The method was successfully tested in 2014 at the University of Maryland, where a team was able to transmit a laser 45 meters (148 feet) while maintaining a high transmission efficiency. They had to create an air waveguide, also known as an air fiber optic, in order to accomplish that. Without it, a laser (or any light beam) would enlarge as it moved, making it impossible to receive a signal after a certain distance.
They fired ultra-short pulses from a different high-energy laser to carve this waveguide. These produce plasma in the air along a filament. This hot state of matter heats the air, leaving a trail of low-density air in its wake, but the waveguide doesn’t travel along that path. A high-density core encircled by low-density air is required for the team. The laser transmission passed through the center of the ring used to create these filaments.
The group wanted to see how long one of these waveguides could be constructed for. They were therefore permitted to test this strategy down a lengthy hallway in the university.
Professor Howard Milchberg said in a statement that there were significant difficulties. “The enormous scale-up to 50 meters forced us to reconsider the fundamental physics of air waveguide generation, and wanting to send a high-power laser down a 50-meter-long public hallway naturally triggers major safety issues,” he said. “Fortunately, the physics and the Maryland environmental safety office provided us with excellent cooperation.”
On the left the laser received at the end of the halwlay without a waveguide. On the right, the same laser with a waveguide. Image Credit: Intense Laser-Matter Interactions Lab, UMD
20% of the signal could be transmitted using the air waveguide. The laser’s current range is 60 times longer than previous records, at 45 meters (147.6 feet). After that, in a laboratory setting, waveguides 8 meters (26 feet) long were successful in transmitting 60% of the signal. Data gathered indicate that they are not yet at the theoretical upper bound for this method and that greater guiding efficiencies are still possible.
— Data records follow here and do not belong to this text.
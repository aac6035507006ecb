//! String extension functions. Indices and lengths count Unicode code points.

use std::sync::Arc;

use super::decls::OverloadDecl;
use super::env::{EnvBuilder, Library};
use super::errors::{EnvError, EvalError};
use super::types::Type;
use super::value::Value;

fn invalid(function: &str, args: &[Value]) -> EvalError {
    let types: Vec<&str> = args.iter().map(|a| a.type_name()).collect();
    EvalError::no_overload(function, &types)
}

fn out_of_range(index: i64, size: usize) -> EvalError {
    EvalError::IndexOutOfRange { index, size }
}

fn char_at(args: &[Value]) -> Result<Value, EvalError> {
    match args {
        [Value::String(s), Value::Int(i)] => {
            let chars: Vec<char> = s.chars().collect();
            match usize::try_from(*i) {
                Ok(idx) if idx < chars.len() => Ok(Value::String(chars[idx].to_string())),
                Ok(idx) if idx == chars.len() => Ok(Value::String(String::new())),
                _ => Err(out_of_range(*i, chars.len())),
            }
        }
        _ => Err(invalid("charAt", args)),
    }
}

/// Position of `needle` in `hay` at or after `from`, in code points.
fn find_from(hay: &[char], needle: &[char], from: usize) -> Option<usize> {
    if needle.is_empty() {
        return Some(from);
    }
    (from..hay.len()).find(|&i| hay[i..].starts_with(needle))
}

fn index_of(args: &[Value]) -> Result<Value, EvalError> {
    let (s, sub, offset) = match args {
        [Value::String(s), Value::String(sub)] => (s, sub, 0),
        [Value::String(s), Value::String(sub), Value::Int(o)] => (s, sub, *o),
        _ => return Err(invalid("indexOf", args)),
    };
    let hay: Vec<char> = s.chars().collect();
    let needle: Vec<char> = sub.chars().collect();
    let from = usize::try_from(offset)
        .ok()
        .filter(|&o| o <= hay.len())
        .ok_or_else(|| out_of_range(offset, hay.len()))?;
    Ok(Value::Int(find_from(&hay, &needle, from).map_or(-1, |i| i as i64)))
}

fn last_index_of(args: &[Value]) -> Result<Value, EvalError> {
    let (s, sub, offset) = match args {
        [Value::String(s), Value::String(sub)] => (s, sub, None),
        [Value::String(s), Value::String(sub), Value::Int(o)] => (s, sub, Some(*o)),
        _ => return Err(invalid("lastIndexOf", args)),
    };
    let hay: Vec<char> = s.chars().collect();
    let needle: Vec<char> = sub.chars().collect();
    let last_start = match offset {
        None => hay.len(),
        Some(o) => usize::try_from(o)
            .ok()
            .filter(|&o| o <= hay.len())
            .ok_or_else(|| out_of_range(o, hay.len()))?,
    };
    if needle.is_empty() {
        return Ok(Value::Int(last_start as i64));
    }
    let found = (0..=last_start)
        .rev()
        .find(|&i| i + needle.len() <= hay.len() && hay[i..].starts_with(&needle));
    Ok(Value::Int(found.map_or(-1, |i| i as i64)))
}

fn lower_ascii(args: &[Value]) -> Result<Value, EvalError> {
    match args {
        [Value::String(s)] => Ok(Value::String(s.to_ascii_lowercase())),
        _ => Err(invalid("lowerAscii", args)),
    }
}

fn upper_ascii(args: &[Value]) -> Result<Value, EvalError> {
    match args {
        [Value::String(s)] => Ok(Value::String(s.to_ascii_uppercase())),
        _ => Err(invalid("upperAscii", args)),
    }
}

fn replace(args: &[Value]) -> Result<Value, EvalError> {
    match args {
        [Value::String(s), Value::String(from), Value::String(to)] => {
            Ok(Value::String(s.replace(from.as_str(), to)))
        }
        [Value::String(s), Value::String(from), Value::String(to), Value::Int(n)] => {
            let replaced = match usize::try_from(*n) {
                Ok(limit) => s.replacen(from.as_str(), to, limit),
                Err(_) => s.replace(from.as_str(), to),
            };
            Ok(Value::String(replaced))
        }
        _ => Err(invalid("replace", args)),
    }
}

fn split(args: &[Value]) -> Result<Value, EvalError> {
    let parts: Vec<Value> = match args {
        [Value::String(s), Value::String(sep)] => {
            split_all(s, sep).into_iter().map(Value::String).collect()
        }
        [Value::String(s), Value::String(sep), Value::Int(n)] => match usize::try_from(*n) {
            Ok(0) => Vec::new(),
            Ok(limit) if !sep.is_empty() => s
                .splitn(limit, sep.as_str())
                .map(|p| Value::String(p.to_string()))
                .collect(),
            Ok(limit) => {
                let mut all = split_all(s, sep);
                if all.len() > limit {
                    let rest: String = all.split_off(limit - 1).concat();
                    all.push(rest);
                }
                all.into_iter().map(Value::String).collect()
            }
            Err(_) => split_all(s, sep).into_iter().map(Value::String).collect(),
        },
        _ => return Err(invalid("split", args)),
    };
    Ok(Value::List(Arc::new(parts)))
}

/// An empty separator splits into code points.
fn split_all(s: &str, sep: &str) -> Vec<String> {
    if sep.is_empty() {
        s.chars().map(|c| c.to_string()).collect()
    } else {
        s.split(sep).map(str::to_string).collect()
    }
}

fn substring(args: &[Value]) -> Result<Value, EvalError> {
    let (s, start, end) = match args {
        [Value::String(s), Value::Int(start)] => (s, *start, None),
        [Value::String(s), Value::Int(start), Value::Int(end)] => (s, *start, Some(*end)),
        _ => return Err(invalid("substring", args)),
    };
    let chars: Vec<char> = s.chars().collect();
    let len = chars.len();
    let bound = |i: i64| {
        usize::try_from(i)
            .ok()
            .filter(|&i| i <= len)
            .ok_or_else(|| out_of_range(i, len))
    };
    let from = bound(start)?;
    let to = match end {
        Some(e) => bound(e)?,
        None => len,
    };
    if from > to {
        return Err(EvalError::InvalidArgument(format!(
            "invalid substring range. start: {}, end: {}",
            from, to
        )));
    }
    Ok(Value::String(chars[from..to].iter().collect()))
}

fn trim(args: &[Value]) -> Result<Value, EvalError> {
    match args {
        [Value::String(s)] => Ok(Value::String(s.trim().to_string())),
        _ => Err(invalid("trim", args)),
    }
}

fn join(args: &[Value]) -> Result<Value, EvalError> {
    let (items, sep) = match args {
        [Value::List(items)] => (items, ""),
        [Value::List(items), Value::String(sep)] => (items, sep.as_str()),
        _ => return Err(invalid("join", args)),
    };
    let mut parts = Vec::with_capacity(items.len());
    for item in items.iter() {
        match item {
            Value::String(s) => parts.push(s.as_str()),
            other => {
                return Err(EvalError::InvalidArgument(format!(
                    "join: list element is {}, not string",
                    other.type_name()
                )))
            }
        }
    }
    Ok(Value::String(parts.join(sep)))
}

pub struct StringsLibrary;

impl Library for StringsLibrary {
    fn name(&self) -> &str {
        "strings"
    }

    fn install(&self, env: &mut EnvBuilder) -> Result<(), EnvError> {
        use Type::{Int, String as Str};
        let member = OverloadDecl::member;

        env.function(
            "charAt",
            vec![member("string_char_at_int", vec![Str, Int], Str).with_impl(char_at)],
        )?;
        env.function(
            "indexOf",
            vec![
                member("string_index_of_string", vec![Str, Str], Int).with_impl(index_of),
                member("string_index_of_string_int", vec![Str, Str, Int], Int).with_impl(index_of),
            ],
        )?;
        env.function(
            "lastIndexOf",
            vec![
                member("string_last_index_of_string", vec![Str, Str], Int).with_impl(last_index_of),
                member("string_last_index_of_string_int", vec![Str, Str, Int], Int)
                    .with_impl(last_index_of),
            ],
        )?;
        env.function(
            "lowerAscii",
            vec![member("string_lower_ascii", vec![Str], Str).with_impl(lower_ascii)],
        )?;
        env.function(
            "upperAscii",
            vec![member("string_upper_ascii", vec![Str], Str).with_impl(upper_ascii)],
        )?;
        env.function(
            "replace",
            vec![
                member("string_replace_string_string", vec![Str, Str, Str], Str).with_impl(replace),
                member("string_replace_string_string_int", vec![Str, Str, Str, Int], Str)
                    .with_impl(replace),
            ],
        )?;
        env.function(
            "split",
            vec![
                member("string_split_string", vec![Str, Str], Type::list(Str)).with_impl(split),
                member("string_split_string_int", vec![Str, Str, Int], Type::list(Str))
                    .with_impl(split),
            ],
        )?;
        env.function(
            "substring",
            vec![
                member("string_substring_int", vec![Str, Int], Str).with_impl(substring),
                member("string_substring_int_int", vec![Str, Int, Int], Str).with_impl(substring),
            ],
        )?;
        env.function(
            "trim",
            vec![member("string_trim", vec![Str], Str).with_impl(trim)],
        )?;
        env.function(
            "join",
            vec![
                member("list_join", vec![Type::list(Str)], Str).with_impl(join),
                member("list_join_string", vec![Type::list(Str), Str], Str).with_impl(join),
            ],
        )
    }
}

#[cfg(test)]
mod tests {
    use super::*;
    use crate::cel::activation::Activation;
    use crate::cel::env::Env;

    fn eval(source: &str) -> Result<Value, EvalError> {
        let mut b = Env::builder();
        b.variable("body", Type::Dyn).unwrap();
        b.library(&StringsLibrary).unwrap();
        let env = b.build();
        let checked = env.check(&env.parse(source).unwrap()).unwrap();
        let body = Value::from_json(serde_json::json!({"words": ["a", "b", "c"], "mixed": ["a", 1]}));
        env.program(&checked)
            .unwrap()
            .eval(&Activation::new().with_var("body", body))
    }

    fn s(v: &str) -> Value {
        Value::from(v)
    }

    #[test]
    fn test_char_at() {
        assert_eq!(eval("'héllo'.charAt(1)").unwrap(), s("é"));
        assert_eq!(eval("'abc'.charAt(3)").unwrap(), s(""));
        assert!(matches!(eval("'abc'.charAt(4)"), Err(EvalError::IndexOutOfRange { .. })));
    }

    #[test]
    fn test_index_of() {
        assert_eq!(eval("'hello mellow'.indexOf('ello')").unwrap(), Value::Int(1));
        assert_eq!(eval("'hello mellow'.indexOf('ello', 2)").unwrap(), Value::Int(7));
        assert_eq!(eval("'hello'.indexOf('z')").unwrap(), Value::Int(-1));
        assert_eq!(eval("'hello'.indexOf('')").unwrap(), Value::Int(0));
        assert_eq!(eval("'hello mellow'.lastIndexOf('ello')").unwrap(), Value::Int(7));
        assert_eq!(eval("'hello mellow'.lastIndexOf('ello', 6)").unwrap(), Value::Int(1));
        assert!(eval("'abc'.indexOf('a', 9)").is_err());
    }

    #[test]
    fn test_case_and_trim() {
        assert_eq!(eval("'TacoCat'.lowerAscii()").unwrap(), s("tacocat"));
        assert_eq!(eval("'TacoCat'.upperAscii()").unwrap(), s("TACOCAT"));
        assert_eq!(eval("'  pad \\n'.trim()").unwrap(), s("pad"));
    }

    #[test]
    fn test_replace() {
        assert_eq!(eval("'a-b-c'.replace('-', '+')").unwrap(), s("a+b+c"));
        assert_eq!(eval("'a-b-c'.replace('-', '+', 1)").unwrap(), s("a+b-c"));
        assert_eq!(eval("'a-b-c'.replace('-', '+', -1)").unwrap(), s("a+b+c"));
    }

    #[test]
    fn test_split() {
        assert_eq!(
            eval("'a,b,c'.split(',')").unwrap(),
            Value::from(vec![s("a"), s("b"), s("c")])
        );
        assert_eq!(
            eval("'a,b,c'.split(',', 2)").unwrap(),
            Value::from(vec![s("a"), s("b,c")])
        );
        assert_eq!(eval("'a,b'.split(',', 0)").unwrap(), Value::from(Vec::<Value>::new()));
        assert_eq!(eval("'ab'.split('')").unwrap(), Value::from(vec![s("a"), s("b")]));
    }

    #[test]
    fn test_substring() {
        assert_eq!(eval("'tacocat'.substring(4)").unwrap(), s("cat"));
        assert_eq!(eval("'tacocat'.substring(0, 4)").unwrap(), s("taco"));
        assert!(eval("'abc'.substring(2, 1)").is_err());
        assert!(eval("'abc'.substring(5)").is_err());
    }

    #[test]
    fn test_join() {
        assert_eq!(eval("['x', 'y'].join()").unwrap(), s("xy"));
        assert_eq!(eval("body.words.join('/')").unwrap(), s("a/b/c"));
        assert!(eval("body.mixed.join()").is_err());
    }
}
Our findings suggest that the laser could have been modified for a longer waveguide if we had a longer hallway, according to Andrew Tartaro, a graduate student in physics at the University of Maryland who worked on the project and is an author on the paper. But our guide is accurate for the hallway we have.
A laser can travel thousands of kilometers in a single pulse of the waveguide, which lasts for about one hundredth of a second. Although the team doesn’t anticipate being able to extend the waveguide that far, they believe they can go a lot farther than the width of the hallway.
Milchberg claims that the achievement of the 50-meter scale for air waveguides “literally paves the way for even longer waveguides and many applications.” “We have the formula to extend our guides to one kilometer and beyond,” the researcher said, “based on new lasers we will soon receive.”
the article that Physical Review X has decided to publish.